## [Dataset excerpts]
---*---

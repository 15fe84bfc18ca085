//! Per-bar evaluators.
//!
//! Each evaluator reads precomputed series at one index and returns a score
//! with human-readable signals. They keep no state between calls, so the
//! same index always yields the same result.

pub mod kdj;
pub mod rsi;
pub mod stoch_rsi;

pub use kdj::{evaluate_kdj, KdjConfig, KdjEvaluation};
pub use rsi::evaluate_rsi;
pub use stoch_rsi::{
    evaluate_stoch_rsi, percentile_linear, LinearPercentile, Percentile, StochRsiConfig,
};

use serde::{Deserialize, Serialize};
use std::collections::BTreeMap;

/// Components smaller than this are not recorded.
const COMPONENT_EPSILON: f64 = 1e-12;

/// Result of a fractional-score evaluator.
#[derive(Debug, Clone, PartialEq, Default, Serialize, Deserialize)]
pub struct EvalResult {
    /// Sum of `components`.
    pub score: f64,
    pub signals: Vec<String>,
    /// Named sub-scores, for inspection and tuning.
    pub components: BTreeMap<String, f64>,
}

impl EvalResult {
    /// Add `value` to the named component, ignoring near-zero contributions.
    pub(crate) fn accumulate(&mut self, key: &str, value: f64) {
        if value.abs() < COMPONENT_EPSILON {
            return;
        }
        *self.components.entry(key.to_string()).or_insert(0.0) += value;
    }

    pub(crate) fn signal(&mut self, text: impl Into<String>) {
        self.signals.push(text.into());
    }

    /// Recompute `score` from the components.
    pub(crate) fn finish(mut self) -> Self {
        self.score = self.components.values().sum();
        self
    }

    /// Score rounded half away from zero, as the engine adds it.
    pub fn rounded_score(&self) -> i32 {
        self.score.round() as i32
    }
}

---*---

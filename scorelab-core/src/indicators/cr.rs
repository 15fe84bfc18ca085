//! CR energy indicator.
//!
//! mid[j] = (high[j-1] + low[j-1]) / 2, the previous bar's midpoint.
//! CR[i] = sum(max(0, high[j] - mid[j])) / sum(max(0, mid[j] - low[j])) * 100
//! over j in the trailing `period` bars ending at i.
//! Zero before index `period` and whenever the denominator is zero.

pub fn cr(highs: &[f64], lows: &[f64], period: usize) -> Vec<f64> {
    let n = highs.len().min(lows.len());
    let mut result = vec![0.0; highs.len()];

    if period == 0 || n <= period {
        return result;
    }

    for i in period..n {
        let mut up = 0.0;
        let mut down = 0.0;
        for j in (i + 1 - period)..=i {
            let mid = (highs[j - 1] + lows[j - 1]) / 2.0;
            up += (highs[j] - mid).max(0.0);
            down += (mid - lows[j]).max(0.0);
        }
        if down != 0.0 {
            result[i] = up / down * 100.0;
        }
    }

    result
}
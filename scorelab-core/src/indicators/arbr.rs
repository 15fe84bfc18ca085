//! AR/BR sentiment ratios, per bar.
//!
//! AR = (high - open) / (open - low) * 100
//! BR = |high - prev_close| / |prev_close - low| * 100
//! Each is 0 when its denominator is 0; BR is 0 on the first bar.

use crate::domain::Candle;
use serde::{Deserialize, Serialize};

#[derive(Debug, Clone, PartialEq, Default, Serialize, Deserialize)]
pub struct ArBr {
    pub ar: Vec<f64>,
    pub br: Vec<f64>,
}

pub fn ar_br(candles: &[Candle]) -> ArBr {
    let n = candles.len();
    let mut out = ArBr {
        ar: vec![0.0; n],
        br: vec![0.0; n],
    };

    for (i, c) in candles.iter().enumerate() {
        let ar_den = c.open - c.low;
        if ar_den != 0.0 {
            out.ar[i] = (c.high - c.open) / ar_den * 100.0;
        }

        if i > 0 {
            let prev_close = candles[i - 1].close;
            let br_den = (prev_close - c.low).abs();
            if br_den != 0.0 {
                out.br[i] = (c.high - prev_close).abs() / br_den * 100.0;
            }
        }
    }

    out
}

---*---

## [What you should do]
Above are the records; from them, give again exactly the lines from the one containing "calls, so the" to the one containing "ignoring near-zero contributions.", both lines included, and nothing more.

## [Output]
//! with human-readable signals. They keep no state between calls, so the
//! same index always yields the same result.

pub mod kdj;
pub mod rsi;
pub mod stoch_rsi;

pub use kdj::{evaluate_kdj, KdjConfig, KdjEvaluation};
pub use rsi::evaluate_rsi;
pub use stoch_rsi::{
    evaluate_stoch_rsi, percentile_linear, LinearPercentile, Percentile, StochRsiConfig,
};

use serde::{Deserialize, Serialize};
use std::collections::BTreeMap;

/// Components smaller than this are not recorded.
const COMPONENT_EPSILON: f64 = 1e-12;

/// Result of a fractional-score evaluator.
#[derive(Debug, Clone, PartialEq, Default, Serialize, Deserialize)]
pub struct EvalResult {
    /// Sum of `components`.
    pub score: f64,
    pub signals: Vec<String>,
    /// Named sub-scores, for inspection and tuning.
    pub components: BTreeMap<String, f64>,
}

impl EvalResult {
    /// Add `value` to the named component, ignoring near-zero contributions.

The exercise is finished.